§ AIM OF THE TASK: Look through the entries below and count every line in which "types" appears; reply with the number only.

Stored data entries
※ ※ ※

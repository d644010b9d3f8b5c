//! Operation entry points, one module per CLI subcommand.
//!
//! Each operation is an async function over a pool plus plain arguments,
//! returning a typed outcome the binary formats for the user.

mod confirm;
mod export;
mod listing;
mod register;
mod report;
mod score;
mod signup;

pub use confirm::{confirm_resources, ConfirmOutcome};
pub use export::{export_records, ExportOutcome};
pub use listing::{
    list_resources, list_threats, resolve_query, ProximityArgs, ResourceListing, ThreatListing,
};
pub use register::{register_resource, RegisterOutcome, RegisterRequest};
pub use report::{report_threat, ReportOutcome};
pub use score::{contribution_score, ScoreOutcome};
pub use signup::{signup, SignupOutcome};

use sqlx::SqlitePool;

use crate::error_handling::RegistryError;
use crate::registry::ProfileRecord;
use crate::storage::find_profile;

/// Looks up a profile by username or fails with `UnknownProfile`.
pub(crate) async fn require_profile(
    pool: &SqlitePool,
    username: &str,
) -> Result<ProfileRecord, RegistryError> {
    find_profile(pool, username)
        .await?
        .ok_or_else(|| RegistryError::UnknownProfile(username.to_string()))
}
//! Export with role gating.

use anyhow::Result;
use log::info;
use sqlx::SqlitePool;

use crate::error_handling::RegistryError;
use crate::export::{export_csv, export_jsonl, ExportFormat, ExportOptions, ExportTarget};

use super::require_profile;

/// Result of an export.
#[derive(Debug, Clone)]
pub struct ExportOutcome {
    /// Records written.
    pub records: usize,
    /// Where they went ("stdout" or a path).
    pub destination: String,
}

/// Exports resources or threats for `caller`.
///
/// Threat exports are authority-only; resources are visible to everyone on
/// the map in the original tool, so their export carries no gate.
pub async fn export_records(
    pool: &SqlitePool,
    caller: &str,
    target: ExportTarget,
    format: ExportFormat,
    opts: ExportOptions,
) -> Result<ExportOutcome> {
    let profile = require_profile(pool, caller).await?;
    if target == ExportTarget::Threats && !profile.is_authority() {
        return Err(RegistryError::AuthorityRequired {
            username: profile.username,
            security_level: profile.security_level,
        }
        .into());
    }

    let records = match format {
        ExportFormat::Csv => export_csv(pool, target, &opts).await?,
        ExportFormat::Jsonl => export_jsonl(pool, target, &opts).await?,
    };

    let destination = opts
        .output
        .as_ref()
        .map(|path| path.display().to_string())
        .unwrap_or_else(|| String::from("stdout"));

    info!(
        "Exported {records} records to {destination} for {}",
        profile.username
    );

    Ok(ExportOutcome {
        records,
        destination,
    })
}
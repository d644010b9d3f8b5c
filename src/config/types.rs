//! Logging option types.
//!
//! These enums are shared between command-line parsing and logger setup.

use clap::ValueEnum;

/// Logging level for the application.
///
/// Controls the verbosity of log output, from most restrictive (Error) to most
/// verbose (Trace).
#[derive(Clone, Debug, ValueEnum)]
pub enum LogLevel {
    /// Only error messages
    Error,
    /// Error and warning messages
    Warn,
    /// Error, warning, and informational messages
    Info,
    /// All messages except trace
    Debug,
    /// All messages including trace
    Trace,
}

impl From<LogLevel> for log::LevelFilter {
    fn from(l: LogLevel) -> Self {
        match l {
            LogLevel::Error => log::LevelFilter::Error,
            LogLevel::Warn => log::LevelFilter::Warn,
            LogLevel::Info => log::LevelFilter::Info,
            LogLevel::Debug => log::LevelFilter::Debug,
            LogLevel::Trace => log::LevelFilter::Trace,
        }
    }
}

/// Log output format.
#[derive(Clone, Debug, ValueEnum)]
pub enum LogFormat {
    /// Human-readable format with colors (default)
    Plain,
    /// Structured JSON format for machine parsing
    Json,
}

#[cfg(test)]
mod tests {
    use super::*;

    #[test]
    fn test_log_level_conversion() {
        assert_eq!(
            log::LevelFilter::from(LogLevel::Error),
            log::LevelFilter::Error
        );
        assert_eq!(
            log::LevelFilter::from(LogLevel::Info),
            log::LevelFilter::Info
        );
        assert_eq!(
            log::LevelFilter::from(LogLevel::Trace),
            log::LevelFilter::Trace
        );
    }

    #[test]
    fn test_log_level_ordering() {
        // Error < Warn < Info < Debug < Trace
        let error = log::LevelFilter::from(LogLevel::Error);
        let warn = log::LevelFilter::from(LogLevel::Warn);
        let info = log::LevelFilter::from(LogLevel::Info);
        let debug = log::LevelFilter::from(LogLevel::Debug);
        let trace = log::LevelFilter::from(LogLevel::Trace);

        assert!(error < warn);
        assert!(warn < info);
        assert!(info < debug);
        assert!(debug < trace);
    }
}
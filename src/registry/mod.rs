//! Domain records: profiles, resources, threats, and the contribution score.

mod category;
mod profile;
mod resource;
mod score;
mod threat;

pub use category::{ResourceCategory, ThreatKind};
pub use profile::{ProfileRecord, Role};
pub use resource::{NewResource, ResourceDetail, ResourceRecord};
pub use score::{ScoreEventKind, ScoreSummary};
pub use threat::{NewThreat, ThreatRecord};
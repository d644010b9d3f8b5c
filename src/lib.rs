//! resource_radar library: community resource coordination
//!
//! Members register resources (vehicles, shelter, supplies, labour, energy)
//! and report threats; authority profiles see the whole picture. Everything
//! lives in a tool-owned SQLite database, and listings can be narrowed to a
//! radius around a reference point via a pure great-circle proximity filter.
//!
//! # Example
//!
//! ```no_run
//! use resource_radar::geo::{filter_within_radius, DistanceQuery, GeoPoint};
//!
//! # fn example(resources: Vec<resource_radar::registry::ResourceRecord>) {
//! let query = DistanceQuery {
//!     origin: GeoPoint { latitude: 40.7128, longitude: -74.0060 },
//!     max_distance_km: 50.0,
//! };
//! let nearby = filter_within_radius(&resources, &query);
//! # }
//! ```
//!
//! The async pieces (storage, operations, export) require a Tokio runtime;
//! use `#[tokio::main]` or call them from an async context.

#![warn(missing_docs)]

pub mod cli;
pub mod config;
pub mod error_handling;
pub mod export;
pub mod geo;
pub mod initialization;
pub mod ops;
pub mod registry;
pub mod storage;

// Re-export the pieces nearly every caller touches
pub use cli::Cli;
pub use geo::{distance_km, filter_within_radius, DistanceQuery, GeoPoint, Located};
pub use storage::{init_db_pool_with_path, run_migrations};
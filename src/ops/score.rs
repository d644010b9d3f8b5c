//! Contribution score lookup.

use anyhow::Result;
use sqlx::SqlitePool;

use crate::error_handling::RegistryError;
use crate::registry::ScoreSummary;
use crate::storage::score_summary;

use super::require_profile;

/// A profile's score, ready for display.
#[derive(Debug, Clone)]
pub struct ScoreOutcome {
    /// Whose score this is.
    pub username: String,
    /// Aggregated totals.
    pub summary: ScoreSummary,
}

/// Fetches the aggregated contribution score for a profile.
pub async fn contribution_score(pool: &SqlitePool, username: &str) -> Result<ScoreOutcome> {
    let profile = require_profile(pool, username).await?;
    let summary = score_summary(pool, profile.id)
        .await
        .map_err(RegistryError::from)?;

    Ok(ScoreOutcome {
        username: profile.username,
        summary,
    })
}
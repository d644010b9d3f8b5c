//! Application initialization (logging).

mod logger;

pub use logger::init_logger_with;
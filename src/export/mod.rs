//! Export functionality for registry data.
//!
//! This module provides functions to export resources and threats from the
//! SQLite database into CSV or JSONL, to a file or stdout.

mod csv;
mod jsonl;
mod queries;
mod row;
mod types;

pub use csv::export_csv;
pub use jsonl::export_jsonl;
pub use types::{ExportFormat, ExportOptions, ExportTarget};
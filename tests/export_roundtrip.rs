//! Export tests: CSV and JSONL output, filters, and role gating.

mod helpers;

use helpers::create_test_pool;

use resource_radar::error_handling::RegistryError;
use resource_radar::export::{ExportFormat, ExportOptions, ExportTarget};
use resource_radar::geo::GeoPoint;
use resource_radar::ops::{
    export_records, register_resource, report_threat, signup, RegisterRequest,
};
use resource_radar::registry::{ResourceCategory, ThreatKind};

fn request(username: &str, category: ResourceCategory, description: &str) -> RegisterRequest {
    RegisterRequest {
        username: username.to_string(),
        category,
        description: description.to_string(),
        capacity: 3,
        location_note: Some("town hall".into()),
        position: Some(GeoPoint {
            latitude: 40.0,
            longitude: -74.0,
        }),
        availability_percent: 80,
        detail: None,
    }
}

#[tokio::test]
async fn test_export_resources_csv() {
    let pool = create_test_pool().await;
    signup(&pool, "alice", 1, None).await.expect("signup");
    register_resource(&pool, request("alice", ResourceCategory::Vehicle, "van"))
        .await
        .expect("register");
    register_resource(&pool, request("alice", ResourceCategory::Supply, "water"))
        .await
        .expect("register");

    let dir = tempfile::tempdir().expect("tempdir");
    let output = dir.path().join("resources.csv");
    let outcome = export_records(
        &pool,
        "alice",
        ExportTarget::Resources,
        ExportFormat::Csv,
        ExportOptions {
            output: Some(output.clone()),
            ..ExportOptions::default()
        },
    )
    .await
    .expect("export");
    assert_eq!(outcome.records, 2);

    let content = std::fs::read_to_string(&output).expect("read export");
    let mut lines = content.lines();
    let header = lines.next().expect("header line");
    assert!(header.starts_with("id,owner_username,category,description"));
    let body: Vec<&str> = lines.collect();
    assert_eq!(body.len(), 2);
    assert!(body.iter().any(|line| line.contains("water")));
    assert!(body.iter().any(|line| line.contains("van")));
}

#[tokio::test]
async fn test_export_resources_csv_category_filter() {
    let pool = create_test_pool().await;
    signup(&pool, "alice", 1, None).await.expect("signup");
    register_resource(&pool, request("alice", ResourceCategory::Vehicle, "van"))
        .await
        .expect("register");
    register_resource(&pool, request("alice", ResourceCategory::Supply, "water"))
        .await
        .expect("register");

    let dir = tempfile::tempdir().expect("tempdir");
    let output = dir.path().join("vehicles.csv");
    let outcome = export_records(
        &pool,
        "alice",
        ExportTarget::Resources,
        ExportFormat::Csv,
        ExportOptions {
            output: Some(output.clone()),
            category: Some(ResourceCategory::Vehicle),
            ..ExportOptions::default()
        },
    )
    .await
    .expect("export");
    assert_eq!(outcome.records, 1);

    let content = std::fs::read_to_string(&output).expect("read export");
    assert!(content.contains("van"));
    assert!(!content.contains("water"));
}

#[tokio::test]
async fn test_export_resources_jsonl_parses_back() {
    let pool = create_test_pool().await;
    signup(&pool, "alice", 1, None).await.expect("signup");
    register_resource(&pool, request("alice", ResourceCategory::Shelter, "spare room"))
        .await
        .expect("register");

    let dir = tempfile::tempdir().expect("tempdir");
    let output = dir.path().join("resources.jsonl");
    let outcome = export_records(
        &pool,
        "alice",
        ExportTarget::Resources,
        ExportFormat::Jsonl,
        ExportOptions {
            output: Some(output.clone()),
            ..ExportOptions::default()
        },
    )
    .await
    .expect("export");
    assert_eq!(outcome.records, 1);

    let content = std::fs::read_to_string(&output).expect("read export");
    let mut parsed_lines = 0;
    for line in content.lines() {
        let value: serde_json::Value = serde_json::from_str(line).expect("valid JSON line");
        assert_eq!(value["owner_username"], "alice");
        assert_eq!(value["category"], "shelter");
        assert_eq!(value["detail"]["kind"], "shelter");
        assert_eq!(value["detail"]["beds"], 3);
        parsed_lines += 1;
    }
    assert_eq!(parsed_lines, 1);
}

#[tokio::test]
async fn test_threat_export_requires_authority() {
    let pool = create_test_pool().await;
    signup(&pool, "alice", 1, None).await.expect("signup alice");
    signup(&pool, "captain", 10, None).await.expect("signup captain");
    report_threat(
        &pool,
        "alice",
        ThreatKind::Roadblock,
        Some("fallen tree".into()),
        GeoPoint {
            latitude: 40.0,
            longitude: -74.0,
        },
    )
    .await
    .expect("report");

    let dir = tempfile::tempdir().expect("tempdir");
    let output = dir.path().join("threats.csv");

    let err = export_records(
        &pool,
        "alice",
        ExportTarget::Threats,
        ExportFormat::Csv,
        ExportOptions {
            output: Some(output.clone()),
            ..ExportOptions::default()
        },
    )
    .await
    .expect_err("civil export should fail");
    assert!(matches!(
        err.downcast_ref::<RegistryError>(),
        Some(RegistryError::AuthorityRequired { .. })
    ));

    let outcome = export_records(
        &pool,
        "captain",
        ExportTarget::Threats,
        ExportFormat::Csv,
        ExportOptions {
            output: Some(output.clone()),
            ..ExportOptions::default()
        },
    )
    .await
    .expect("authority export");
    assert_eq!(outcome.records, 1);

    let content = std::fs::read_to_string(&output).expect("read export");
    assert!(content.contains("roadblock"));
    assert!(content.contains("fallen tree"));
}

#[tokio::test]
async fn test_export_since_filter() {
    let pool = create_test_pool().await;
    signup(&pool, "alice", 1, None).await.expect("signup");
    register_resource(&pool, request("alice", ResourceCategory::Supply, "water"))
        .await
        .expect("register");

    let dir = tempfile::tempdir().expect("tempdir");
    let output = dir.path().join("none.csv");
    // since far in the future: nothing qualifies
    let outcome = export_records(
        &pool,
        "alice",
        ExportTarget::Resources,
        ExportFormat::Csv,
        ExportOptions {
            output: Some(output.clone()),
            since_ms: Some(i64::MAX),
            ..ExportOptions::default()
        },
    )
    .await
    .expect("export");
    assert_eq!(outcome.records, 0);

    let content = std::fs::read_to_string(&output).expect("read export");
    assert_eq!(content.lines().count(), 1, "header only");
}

※ ※ ※

§ ANSWER SPACE: 4